- [Work item]: Print the full listing exactly.

- [Extracted records]:
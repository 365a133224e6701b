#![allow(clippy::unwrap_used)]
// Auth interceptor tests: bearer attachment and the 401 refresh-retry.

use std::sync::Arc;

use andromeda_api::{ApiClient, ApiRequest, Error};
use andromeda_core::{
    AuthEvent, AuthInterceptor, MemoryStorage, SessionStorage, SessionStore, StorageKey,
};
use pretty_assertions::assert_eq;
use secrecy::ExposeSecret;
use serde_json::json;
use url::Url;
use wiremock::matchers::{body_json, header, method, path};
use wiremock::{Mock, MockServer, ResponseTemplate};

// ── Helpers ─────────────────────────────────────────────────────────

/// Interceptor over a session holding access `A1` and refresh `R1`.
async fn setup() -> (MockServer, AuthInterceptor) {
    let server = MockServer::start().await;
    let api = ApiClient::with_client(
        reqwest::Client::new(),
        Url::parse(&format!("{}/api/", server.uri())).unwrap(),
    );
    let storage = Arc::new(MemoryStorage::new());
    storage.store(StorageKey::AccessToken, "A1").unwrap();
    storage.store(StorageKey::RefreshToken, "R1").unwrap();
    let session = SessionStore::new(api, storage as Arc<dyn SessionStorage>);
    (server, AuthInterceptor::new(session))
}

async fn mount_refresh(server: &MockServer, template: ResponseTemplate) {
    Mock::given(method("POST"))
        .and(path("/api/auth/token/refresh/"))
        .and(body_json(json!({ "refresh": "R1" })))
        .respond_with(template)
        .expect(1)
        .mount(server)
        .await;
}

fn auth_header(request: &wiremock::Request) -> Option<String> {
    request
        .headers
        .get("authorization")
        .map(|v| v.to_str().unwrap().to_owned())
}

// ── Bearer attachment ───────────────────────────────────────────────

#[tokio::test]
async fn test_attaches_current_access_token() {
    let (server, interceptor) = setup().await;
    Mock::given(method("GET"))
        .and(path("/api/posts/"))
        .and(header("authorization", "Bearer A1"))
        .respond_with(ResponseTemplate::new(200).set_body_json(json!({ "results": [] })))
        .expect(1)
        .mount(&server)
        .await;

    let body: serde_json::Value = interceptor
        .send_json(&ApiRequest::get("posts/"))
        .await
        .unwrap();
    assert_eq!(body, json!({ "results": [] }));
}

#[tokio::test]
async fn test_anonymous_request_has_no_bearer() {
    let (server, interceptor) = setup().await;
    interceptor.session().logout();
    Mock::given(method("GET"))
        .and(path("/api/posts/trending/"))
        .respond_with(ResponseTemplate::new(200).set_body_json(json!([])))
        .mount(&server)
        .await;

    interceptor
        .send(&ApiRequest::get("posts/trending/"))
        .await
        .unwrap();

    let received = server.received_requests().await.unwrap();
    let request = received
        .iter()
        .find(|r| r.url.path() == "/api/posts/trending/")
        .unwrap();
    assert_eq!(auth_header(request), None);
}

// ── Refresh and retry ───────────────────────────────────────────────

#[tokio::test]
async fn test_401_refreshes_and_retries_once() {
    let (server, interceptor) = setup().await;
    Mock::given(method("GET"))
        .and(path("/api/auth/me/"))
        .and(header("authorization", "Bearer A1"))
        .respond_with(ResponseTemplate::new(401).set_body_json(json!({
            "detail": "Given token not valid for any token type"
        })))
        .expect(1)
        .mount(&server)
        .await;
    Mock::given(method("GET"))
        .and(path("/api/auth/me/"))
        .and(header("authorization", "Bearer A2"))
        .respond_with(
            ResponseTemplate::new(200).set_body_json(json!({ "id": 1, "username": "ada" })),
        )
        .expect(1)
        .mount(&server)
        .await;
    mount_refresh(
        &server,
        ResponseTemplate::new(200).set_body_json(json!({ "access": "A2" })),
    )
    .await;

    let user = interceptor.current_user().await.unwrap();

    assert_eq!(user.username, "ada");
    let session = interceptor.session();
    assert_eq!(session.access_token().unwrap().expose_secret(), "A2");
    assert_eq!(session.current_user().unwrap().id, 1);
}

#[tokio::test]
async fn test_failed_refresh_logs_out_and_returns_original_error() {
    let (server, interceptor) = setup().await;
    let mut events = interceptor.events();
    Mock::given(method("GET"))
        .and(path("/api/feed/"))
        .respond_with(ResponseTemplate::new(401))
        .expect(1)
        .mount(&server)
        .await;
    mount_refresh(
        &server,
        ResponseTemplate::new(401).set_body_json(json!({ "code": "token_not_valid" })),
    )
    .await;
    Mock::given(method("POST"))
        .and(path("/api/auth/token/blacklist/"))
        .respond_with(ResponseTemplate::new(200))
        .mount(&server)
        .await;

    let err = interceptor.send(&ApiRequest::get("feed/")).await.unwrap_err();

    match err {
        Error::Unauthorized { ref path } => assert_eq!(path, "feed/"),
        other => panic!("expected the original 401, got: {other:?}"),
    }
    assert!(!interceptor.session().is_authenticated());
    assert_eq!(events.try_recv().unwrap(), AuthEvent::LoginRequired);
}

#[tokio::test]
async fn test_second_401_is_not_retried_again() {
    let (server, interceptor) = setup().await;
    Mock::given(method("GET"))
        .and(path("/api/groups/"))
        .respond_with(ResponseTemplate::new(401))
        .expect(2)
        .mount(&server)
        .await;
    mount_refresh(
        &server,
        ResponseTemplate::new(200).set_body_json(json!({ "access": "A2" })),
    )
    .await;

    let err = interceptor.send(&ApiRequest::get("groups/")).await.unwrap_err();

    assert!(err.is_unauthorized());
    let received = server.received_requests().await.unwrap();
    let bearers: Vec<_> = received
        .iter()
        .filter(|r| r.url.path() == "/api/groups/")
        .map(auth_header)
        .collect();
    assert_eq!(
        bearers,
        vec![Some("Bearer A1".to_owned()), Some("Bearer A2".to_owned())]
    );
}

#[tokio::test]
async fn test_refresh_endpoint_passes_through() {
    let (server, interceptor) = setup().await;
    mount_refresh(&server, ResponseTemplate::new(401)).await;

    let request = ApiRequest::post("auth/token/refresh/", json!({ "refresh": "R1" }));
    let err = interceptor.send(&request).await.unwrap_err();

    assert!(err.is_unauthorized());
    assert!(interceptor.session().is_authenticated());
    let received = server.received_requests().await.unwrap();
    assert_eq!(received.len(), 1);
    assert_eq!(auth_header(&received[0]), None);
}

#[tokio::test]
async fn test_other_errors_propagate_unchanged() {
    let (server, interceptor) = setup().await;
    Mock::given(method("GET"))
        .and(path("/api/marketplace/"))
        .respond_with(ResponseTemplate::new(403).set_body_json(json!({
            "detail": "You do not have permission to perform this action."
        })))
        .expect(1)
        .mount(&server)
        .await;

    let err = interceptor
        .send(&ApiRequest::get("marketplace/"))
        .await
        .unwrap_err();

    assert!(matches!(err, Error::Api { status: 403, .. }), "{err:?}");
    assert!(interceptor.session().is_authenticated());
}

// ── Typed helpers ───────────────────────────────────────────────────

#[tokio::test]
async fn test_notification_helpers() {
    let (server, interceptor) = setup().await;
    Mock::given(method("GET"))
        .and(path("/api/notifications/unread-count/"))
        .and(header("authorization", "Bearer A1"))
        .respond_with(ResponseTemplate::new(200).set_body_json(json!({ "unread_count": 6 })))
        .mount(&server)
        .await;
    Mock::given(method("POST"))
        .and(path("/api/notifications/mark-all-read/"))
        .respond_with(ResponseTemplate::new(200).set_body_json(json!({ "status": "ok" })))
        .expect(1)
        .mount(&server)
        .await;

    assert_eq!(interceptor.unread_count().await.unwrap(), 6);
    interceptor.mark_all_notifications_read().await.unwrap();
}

- [Solution for this problem]:
repository 365a133224e6701b
#![allow(clippy::unwrap_used)]
// Auth interceptor tests: bearer attachment and the 401 refresh-retry.

use std::sync::Arc;

use andromeda_api::{ApiClient, ApiRequest, Error};
use andromeda_core::{
    AuthEvent, AuthInterceptor, MemoryStorage, SessionStorage, SessionStore, StorageKey,
};
use pretty_assertions::assert_eq;
use secrecy::ExposeSecret;
use serde_json::json;
use url::Url;
use wiremock::matchers::{body_json, header, method, path};
use wiremock::{Mock, MockServer, ResponseTemplate};

// ── Helpers ─────────────────────────────────────────────────────────

/// Interceptor over a session holding access `A1` and refresh `R1`.
async fn setup() -> (MockServer, AuthInterceptor) {
    let server = MockServer::start().await;
    let api = ApiClient::with_client(
        reqwest::Client::new(),
        Url::parse(&format!("{}/api/", server.uri())).unwrap(),
    );
    let storage = Arc::new(MemoryStorage::new());
    storage.store(StorageKey::AccessToken, "A1").unwrap();
    storage.store(StorageKey::RefreshToken, "R1").unwrap();
    let session = SessionStore::new(api, storage as Arc<dyn SessionStorage>);
    (server, AuthInterceptor::new(session))
}

async fn mount_refresh(server: &MockServer, template: ResponseTemplate) {
    Mock::given(method("POST"))
        .and(path("/api/auth/token/refresh/"))
        .and(body_json(json!({ "refresh": "R1" })))
        .respond_with(template)
        .expect(1)
        .mount(server)
        .await;
}

fn auth_header(request: &wiremock::Request) -> Option<String> {
    request
        .headers
        .get("authorization")
        .map(|v| v.to_str().unwrap().to_owned())
}

// ── Bearer attachment ───────────────────────────────────────────────

#[tokio::test]
async fn test_attaches_current_access_token() {
    let (server, interceptor) = setup().await;
    Mock::given(method("GET"))
        .and(path("/api/posts/"))
        .and(header("authorization", "Bearer A1"))
        .respond_with(ResponseTemplate::new(200).set_body_json(json!({ "results": [] })))
        .expect(1)
        .mount(&server)
        .await;

    let body: serde_json::Value = interceptor
        .send_json(&ApiRequest::get("posts/"))
        .await
        .unwrap();
    assert_eq!(body, json!({ "results": [] }));
}

#[tokio::test]
async fn test_anonymous_request_has_no_bearer() {
    let (server, interceptor) = setup().await;
    interceptor.session().logout();
    Mock::given(method("GET"))
        .and(path("/api/posts/trending/"))
        .respond_with(ResponseTemplate::new(200).set_body_json(json!([])))
        .mount(&server)
        .await;

    interceptor
        .send(&ApiRequest::get("posts/trending/"))
        .await
        .unwrap();

    let received = server.received_requests().await.unwrap();
    let request = received
        .iter()
        .find(|r| r.url.path() == "/api/posts/trending/")
        .unwrap();
    assert_eq!(auth_header(request), None);
}

// ── Refresh and retry ───────────────────────────────────────────────

#[tokio::test]
async fn test_401_refreshes_and_retries_once() {
    let (server, interceptor) = setup().await;
    Mock::given(method("GET"))
        .and(path("/api/auth/me/"))
        .and(header("authorization", "Bearer A1"))
        .respond_with(ResponseTemplate::new(401).set_body_json(json!({
            "detail": "Given token not valid for any token type"
        })))
        .expect(1)
        .mount(&server)
        .await;
    Mock::given(method("GET"))
        .and(path("/api/auth/me/"))
        .and(header("authorization", "Bearer A2"))
        .respond_with(
            ResponseTemplate::new(200).set_body_json(json!({ "id": 1, "username": "ada" })),
        )
        .expect(1)
        .mount(&server)
        .await;
    mount_refresh(
        &server,
        ResponseTemplate::new(200).set_body_json(json!({ "access": "A2" })),
    )
    .await;

    let user = interceptor.current_user().await.unwrap();

    assert_eq!(user.username, "ada");
    let session = interceptor.session();
    assert_eq!(session.access_token().unwrap().expose_secret(), "A2");
    assert_eq!(session.current_user().unwrap().id, 1);
}

#[tokio::test]
async fn test_failed_refresh_logs_out_and_returns_original_error() {
    let (server, interceptor) = setup().await;
    let mut events = interceptor.events();
    Mock::given(method("GET"))
        .and(path("/api/feed/"))
        .respond_with(ResponseTemplate::new(401))
        .expect(1)
        .mount(&server)
        .await;
    mount_refresh(
        &server,
        ResponseTemplate::new(401).set_body_json(json!({ "code": "token_not_valid" })),
    )
    .await;
    Mock::given(method("POST"))
        .and(path("/api/auth/token/blacklist/"))
        .respond_with(ResponseTemplate::new(200))
        .mount(&server)
        .await;

    let err = interceptor.send(&ApiRequest::get("feed/")).await.unwrap_err();

    match err {
        Error::Unauthorized { ref path } => assert_eq!(path, "feed/"),
        other => panic!("expected the original 401, got: {other:?}"),
    }
    assert!(!interceptor.session().is_authenticated());
    assert_eq!(events.try_recv().unwrap(), AuthEvent::LoginRequired);
}

#[tokio::test]
async fn test_second_401_is_not_retried_again() {
    let (server, interceptor) = setup().await;
    Mock::given(method("GET"))
        .and(path("/api/groups/"))
        .respond_with(ResponseTemplate::new(401))
        .expect(2)
        .mount(&server)
        .await;
    mount_refresh(
        &server,
        ResponseTemplate::new(200).set_body_json(json!({ "access": "A2" })),
    )
    .await;

    let err = interceptor.send(&ApiRequest::get("groups/")).await.unwrap_err();

    assert!(err.is_unauthorized());
    let received = server.received_requests().await.unwrap();
    let bearers: Vec<_> = received
        .iter()
        .filter(|r| r.url.path() == "/api/groups/")
        .map(auth_header)
        .collect();
    assert_eq!(
        bearers,
        vec![Some("Bearer A1".to_owned()), Some("Bearer A2".to_owned())]
    );
}

#[tokio::test]
async fn test_refresh_endpoint_passes_through() {
    let (server, interceptor) = setup().await;
    mount_refresh(&server, ResponseTemplate::new(401)).await;

    let request = ApiRequest::post("auth/token/refresh/", json!({ "refresh": "R1" }));
    let err = interceptor.send(&request).await.unwrap_err();

    assert!(err.is_unauthorized());
    assert!(interceptor.session().is_authenticated());
    let received = server.received_requests().await.unwrap();
    assert_eq!(received.len(), 1);
    assert_eq!(auth_header(&received[0]), None);
}

#[tokio::test]
async fn test_other_errors_propagate_unchanged() {
    let (server, interceptor) = setup().await;
    Mock::given(method("GET"))
        .and(path("/api/marketplace/"))
        .respond_with(ResponseTemplate::new(403).set_body_json(json!({
            "detail": "You do not have permission to perform this action."
        })))
        .expect(1)
        .mount(&server)
        .await;

    let err = interceptor
        .send(&ApiRequest::get("marketplace/"))
        .await
        .unwrap_err();

    assert!(matches!(err, Error::Api { status: 403, .. }), "{err:?}");
    assert!(interceptor.session().is_authenticated());
}

// ── Typed helpers ───────────────────────────────────────────────────

#[tokio::test]
async fn test_notification_helpers() {
    let (server, interceptor) = setup().await;
    Mock::given(method("GET"))
        .and(path("/api/notifications/unread-count/"))
        .and(header("authorization", "Bearer A1"))
        .respond_with(ResponseTemplate::new(200).set_body_json(json!({ "unread_count": 6 })))
        .mount(&server)
        .await;
    Mock::given(method("POST"))
        .and(path("/api/notifications/mark-all-read/"))
        .respond_with(ResponseTemplate::new(200).set_body_json(json!({ "status": "ok" })))
        .expect(1)
        .mount(&server)
        .await;

    assert_eq!(interceptor.unread_count().await.unwrap(), 6);
    interceptor.mark_all_notifications_read().await.unwrap();
}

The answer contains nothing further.